夏の星空を眺めながら、僕達は小高い丘の草原に寝転んでいた。
セカンドインパクトで傾いた地軸のせいなのか、空の高いところにサソリ座が浮かんでいる。
その中心に赤く目立って輝くのは……サソリ座のα星・アンタレス。
「赤い……本当に、赤く輝く星」
「天の川の近くであんなに赤く輝く星って、他に見えないな」
実際、隣のいて座とサソリ座の間を流れるように見える天の川には、そんな星は見えない。

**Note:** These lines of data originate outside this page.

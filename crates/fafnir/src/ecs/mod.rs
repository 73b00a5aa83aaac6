//! Entity-component-system core.
//!
//! - [`entity`]: generational handles and the slot allocator.
//! - [`world`]: component storage, resources, hooks, and views.
//! - [`hierarchy`]: parent/child links kept consistent by hooks.
//! - [`transform`]: local/world pose and the per-frame resolver.
//! - [`system`]: the `System` trait and the fixed-order schedule.

pub(crate) mod component;
pub mod entity;
pub mod hierarchy;
pub mod system;
pub mod transform;
pub mod view;
pub mod world;

pub use entity::Entity;
pub use hierarchy::{
    Children, HierarchySystem, Parent, children, is_ancestor, parent, remove_parent, set_parent,
};
pub use system::{FnSystem, Schedule, System};
pub use transform::{Transform, TransformSystem, resolve_world_transforms};
pub use view::ComponentSet;
pub use world::{Bundle, Name, Tag, World};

本当はもっと赤い星はあるのかもしれないけど、きっと小さくて見えないだけなんだろう。
「碇君、知ってる?」
「なにをかな?」
「あの星、私達の太陽よりも早く、この宇宙から消え去るの」
「そうなの?」
「そう……」
綾波は空に浮かぶ赤く輝く星を、その紅い瞳でじっと見詰める。
まるで何かを、悟ったかのように。
その瞬間、僕はある事を思い出した。
あの赤く輝く星がどうして、あんなふうに赤くて、そして短命なのかを。
「ねえ、綾波」
「なに?」
「アンタレスって星は、可哀相な星だよね」
「……何故?」
そう言いながらも綾波の声にはちょっとだけ、悪戯っぽいものが混じっているのに僕は気が付いた。
きっと僕が正しい事を言うか、興味津々なんだろう。
僕はそんな子供っぽい綾波に心の中で苦笑を浮べながら、彼女に向かってこう言い始めた。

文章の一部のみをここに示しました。